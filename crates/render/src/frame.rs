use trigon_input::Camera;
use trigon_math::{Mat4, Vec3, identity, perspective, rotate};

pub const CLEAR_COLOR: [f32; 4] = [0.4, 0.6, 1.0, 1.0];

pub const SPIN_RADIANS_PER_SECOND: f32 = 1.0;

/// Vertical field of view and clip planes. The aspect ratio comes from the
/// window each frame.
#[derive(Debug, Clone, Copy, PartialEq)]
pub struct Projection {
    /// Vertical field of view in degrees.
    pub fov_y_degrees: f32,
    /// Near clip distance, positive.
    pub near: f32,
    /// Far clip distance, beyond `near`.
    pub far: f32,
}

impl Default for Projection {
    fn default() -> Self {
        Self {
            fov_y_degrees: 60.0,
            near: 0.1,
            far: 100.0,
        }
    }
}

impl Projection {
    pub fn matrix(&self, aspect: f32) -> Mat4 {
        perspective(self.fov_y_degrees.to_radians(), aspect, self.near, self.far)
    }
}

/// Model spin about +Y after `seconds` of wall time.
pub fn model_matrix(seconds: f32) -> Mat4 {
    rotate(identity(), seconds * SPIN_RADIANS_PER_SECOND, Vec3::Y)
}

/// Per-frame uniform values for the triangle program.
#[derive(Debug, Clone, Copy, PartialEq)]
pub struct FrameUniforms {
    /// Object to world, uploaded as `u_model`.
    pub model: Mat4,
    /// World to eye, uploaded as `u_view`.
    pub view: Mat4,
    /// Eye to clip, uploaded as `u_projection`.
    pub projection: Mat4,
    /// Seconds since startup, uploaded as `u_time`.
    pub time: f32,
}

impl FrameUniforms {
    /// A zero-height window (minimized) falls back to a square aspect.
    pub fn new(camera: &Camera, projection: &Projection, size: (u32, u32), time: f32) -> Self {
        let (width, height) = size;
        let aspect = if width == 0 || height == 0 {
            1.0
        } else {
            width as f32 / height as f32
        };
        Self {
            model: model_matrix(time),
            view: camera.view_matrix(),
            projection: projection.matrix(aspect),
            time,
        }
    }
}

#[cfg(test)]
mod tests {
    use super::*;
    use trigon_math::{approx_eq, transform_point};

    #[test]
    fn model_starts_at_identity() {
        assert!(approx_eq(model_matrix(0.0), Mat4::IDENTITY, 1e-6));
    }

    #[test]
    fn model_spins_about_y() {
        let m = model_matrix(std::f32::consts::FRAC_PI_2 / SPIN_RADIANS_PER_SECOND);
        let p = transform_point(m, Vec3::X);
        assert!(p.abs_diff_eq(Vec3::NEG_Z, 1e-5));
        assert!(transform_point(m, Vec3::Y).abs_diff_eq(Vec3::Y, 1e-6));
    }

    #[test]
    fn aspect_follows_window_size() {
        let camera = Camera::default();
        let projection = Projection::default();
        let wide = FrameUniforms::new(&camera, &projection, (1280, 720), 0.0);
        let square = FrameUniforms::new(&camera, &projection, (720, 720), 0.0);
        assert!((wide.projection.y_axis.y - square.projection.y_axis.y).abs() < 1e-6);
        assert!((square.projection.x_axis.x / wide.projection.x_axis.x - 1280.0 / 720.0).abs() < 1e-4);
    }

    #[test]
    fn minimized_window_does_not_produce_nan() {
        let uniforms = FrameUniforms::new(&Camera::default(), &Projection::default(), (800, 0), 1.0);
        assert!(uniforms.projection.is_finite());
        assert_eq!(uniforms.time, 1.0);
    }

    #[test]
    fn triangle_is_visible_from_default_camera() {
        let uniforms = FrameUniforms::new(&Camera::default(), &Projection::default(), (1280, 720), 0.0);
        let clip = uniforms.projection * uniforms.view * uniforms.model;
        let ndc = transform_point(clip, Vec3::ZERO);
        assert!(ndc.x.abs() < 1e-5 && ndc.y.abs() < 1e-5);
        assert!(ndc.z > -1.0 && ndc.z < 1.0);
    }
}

-*-

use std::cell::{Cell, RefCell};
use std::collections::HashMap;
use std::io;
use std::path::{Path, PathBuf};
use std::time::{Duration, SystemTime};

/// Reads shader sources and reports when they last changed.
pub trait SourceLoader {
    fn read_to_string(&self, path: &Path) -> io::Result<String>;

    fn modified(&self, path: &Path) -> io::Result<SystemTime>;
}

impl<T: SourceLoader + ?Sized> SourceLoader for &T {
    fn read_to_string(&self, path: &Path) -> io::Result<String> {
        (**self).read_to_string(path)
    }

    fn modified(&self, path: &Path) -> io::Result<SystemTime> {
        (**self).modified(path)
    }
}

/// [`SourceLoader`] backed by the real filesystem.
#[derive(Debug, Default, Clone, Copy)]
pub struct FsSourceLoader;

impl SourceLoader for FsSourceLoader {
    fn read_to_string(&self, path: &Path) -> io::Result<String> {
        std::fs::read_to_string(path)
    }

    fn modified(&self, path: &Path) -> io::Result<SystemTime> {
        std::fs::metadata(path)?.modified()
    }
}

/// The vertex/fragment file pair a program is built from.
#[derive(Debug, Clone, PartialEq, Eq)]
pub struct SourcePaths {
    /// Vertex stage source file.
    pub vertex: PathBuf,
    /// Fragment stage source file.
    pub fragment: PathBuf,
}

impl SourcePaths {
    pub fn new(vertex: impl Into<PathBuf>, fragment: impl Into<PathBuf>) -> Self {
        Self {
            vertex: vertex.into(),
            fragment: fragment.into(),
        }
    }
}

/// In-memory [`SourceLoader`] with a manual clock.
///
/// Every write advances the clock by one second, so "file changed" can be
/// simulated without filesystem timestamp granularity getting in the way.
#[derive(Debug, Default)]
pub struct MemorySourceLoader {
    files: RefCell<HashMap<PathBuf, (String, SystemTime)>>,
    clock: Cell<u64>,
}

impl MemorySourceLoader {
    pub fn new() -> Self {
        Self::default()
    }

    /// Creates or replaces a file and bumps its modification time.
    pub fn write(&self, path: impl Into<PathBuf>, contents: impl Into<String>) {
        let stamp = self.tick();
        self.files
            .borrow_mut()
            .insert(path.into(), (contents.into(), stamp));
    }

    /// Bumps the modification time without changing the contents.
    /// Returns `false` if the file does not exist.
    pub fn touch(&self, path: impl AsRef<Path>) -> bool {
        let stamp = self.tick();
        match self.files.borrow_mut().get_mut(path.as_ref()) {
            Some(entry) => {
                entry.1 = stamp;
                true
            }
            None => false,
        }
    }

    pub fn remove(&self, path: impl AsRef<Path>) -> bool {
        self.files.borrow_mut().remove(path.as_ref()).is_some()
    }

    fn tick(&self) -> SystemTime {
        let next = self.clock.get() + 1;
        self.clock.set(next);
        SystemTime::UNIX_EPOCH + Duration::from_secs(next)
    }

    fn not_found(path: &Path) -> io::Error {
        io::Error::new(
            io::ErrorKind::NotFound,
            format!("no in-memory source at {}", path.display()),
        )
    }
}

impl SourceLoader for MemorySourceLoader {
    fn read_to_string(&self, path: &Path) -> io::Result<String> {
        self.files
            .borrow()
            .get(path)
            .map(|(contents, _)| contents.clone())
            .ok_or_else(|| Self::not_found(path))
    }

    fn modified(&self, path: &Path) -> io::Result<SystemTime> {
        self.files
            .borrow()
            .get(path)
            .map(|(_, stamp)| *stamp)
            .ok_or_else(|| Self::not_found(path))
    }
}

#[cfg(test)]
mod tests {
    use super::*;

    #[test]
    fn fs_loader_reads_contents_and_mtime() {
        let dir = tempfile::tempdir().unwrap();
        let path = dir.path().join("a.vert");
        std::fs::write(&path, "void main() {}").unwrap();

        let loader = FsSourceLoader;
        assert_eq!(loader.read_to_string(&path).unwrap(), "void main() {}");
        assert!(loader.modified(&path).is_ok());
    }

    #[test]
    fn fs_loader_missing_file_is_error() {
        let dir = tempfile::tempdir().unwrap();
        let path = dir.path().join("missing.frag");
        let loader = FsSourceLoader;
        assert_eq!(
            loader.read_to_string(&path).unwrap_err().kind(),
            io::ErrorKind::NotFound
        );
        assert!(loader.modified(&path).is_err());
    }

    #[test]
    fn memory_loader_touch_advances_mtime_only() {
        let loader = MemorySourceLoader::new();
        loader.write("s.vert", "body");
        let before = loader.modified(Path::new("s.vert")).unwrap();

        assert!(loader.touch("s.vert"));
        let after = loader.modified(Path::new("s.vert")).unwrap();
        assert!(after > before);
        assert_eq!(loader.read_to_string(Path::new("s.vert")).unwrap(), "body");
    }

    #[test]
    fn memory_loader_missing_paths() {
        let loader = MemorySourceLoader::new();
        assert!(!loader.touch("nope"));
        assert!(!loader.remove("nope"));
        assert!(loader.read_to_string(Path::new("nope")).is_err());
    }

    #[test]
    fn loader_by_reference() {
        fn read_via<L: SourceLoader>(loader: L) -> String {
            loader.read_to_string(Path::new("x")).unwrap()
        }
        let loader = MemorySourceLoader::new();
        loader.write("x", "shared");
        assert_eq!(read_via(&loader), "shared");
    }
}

-*-

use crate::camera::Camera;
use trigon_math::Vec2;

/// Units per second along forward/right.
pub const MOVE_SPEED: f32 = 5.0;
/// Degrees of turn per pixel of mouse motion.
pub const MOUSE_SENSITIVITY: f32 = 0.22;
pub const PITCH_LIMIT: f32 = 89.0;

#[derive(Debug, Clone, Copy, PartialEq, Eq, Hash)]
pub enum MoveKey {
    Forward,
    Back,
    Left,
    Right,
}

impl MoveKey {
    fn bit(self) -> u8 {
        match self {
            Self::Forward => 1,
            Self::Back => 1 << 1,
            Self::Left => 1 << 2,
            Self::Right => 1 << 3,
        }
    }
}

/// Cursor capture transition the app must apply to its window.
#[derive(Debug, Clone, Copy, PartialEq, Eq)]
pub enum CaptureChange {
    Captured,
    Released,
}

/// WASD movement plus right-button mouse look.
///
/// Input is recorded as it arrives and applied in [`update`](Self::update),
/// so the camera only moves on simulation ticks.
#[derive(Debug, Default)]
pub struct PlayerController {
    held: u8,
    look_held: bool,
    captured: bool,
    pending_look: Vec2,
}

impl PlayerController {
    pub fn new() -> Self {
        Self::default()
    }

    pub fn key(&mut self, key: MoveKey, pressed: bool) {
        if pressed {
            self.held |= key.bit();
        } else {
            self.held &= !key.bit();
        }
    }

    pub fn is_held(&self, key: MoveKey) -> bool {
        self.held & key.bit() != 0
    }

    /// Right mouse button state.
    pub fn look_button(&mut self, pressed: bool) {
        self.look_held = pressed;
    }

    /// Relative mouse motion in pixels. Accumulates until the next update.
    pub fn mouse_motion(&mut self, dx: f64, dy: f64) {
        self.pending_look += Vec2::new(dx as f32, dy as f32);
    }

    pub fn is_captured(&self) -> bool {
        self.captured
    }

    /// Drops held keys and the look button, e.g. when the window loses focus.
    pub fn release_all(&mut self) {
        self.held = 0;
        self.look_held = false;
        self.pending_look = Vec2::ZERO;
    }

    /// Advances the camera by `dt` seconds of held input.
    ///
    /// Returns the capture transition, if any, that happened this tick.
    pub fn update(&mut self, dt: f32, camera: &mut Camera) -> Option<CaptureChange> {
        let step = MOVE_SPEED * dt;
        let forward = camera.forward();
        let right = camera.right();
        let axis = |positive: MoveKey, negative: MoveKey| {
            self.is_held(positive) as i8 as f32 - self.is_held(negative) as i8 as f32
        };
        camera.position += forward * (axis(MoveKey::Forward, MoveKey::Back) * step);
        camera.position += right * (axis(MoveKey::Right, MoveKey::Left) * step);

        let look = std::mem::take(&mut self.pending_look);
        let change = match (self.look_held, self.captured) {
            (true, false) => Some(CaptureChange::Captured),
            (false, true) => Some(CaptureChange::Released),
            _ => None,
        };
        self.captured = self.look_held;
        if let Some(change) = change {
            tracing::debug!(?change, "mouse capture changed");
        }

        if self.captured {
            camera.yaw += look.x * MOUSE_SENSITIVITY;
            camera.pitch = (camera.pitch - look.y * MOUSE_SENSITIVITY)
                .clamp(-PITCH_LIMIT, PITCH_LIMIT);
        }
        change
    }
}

-*-

Count the lines in the material containing the string "clock", and state the number with nothing added.

5